## MATERIAL PROVIDED:
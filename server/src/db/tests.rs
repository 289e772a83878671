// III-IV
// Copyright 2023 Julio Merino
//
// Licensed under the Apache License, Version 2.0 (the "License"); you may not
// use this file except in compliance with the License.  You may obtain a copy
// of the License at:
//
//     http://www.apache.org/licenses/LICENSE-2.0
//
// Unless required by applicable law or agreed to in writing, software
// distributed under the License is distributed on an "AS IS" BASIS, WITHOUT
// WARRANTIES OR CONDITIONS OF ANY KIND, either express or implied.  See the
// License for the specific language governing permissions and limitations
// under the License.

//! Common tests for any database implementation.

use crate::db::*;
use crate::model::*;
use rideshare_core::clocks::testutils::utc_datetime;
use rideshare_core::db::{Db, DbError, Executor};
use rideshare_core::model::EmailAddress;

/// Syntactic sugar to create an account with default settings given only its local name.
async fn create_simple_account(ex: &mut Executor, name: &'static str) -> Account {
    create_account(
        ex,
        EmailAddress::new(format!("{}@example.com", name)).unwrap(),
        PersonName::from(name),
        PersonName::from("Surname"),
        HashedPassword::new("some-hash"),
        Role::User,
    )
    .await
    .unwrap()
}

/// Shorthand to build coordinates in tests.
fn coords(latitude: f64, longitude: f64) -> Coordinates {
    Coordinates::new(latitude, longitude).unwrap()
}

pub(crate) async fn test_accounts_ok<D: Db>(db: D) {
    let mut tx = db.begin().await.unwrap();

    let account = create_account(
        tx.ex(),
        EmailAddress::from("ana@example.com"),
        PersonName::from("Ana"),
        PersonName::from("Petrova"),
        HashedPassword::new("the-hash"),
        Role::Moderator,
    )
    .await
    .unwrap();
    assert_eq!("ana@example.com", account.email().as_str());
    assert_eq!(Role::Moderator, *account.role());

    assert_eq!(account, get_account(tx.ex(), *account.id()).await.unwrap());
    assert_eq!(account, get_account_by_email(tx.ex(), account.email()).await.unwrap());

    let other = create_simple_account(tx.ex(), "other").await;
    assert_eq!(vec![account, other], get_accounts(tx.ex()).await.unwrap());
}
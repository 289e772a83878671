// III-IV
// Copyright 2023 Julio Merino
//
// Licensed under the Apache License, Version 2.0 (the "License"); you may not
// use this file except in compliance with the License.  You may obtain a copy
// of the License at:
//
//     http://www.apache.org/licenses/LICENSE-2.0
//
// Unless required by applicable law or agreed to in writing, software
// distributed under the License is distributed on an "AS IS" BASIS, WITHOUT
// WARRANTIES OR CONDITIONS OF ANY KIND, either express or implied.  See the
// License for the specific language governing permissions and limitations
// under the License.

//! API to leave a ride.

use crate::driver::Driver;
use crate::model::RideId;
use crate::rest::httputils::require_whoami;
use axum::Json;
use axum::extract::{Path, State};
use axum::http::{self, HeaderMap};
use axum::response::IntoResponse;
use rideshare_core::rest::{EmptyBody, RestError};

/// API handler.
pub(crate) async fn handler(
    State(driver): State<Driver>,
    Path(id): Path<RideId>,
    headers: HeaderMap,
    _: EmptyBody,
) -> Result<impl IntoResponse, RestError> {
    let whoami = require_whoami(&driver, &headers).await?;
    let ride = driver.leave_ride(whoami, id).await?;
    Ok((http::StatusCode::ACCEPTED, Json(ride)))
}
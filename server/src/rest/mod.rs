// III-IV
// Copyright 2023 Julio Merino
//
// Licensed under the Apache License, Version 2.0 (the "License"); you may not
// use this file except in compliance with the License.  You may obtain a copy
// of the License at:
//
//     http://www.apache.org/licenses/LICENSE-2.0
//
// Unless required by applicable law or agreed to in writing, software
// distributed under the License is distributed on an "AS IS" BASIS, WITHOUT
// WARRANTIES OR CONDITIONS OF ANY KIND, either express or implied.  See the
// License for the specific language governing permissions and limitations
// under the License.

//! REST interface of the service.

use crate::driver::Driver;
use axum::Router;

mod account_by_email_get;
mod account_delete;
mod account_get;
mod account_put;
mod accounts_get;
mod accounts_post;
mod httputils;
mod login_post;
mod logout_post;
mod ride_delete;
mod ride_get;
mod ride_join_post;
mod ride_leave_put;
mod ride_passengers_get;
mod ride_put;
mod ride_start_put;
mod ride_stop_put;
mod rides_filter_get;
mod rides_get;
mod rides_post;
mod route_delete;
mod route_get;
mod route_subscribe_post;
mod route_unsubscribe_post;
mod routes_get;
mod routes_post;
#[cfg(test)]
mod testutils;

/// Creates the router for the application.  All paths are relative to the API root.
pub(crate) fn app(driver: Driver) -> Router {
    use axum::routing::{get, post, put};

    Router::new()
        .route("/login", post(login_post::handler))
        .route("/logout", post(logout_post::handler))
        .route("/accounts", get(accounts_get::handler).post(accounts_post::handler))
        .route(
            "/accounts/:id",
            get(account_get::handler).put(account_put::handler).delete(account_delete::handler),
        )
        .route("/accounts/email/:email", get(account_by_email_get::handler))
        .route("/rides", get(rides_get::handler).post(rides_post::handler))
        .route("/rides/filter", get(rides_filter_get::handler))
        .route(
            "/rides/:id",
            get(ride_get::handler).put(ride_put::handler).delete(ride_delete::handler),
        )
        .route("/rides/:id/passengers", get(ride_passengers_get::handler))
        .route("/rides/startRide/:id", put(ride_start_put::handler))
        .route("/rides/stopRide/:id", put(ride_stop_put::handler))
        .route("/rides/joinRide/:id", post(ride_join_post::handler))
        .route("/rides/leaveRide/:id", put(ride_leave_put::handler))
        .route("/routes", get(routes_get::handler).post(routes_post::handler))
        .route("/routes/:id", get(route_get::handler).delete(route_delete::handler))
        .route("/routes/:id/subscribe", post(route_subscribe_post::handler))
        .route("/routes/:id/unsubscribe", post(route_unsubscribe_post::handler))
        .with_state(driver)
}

## WORK TO BE COMPLETED:
Return a copy of each line in the records above that has "longitude" in it.

## ANSWER BELOW:
fn coords(latitude: f64, longitude: f64) -> Coordinates {
    Coordinates::new(latitude, longitude).unwrap()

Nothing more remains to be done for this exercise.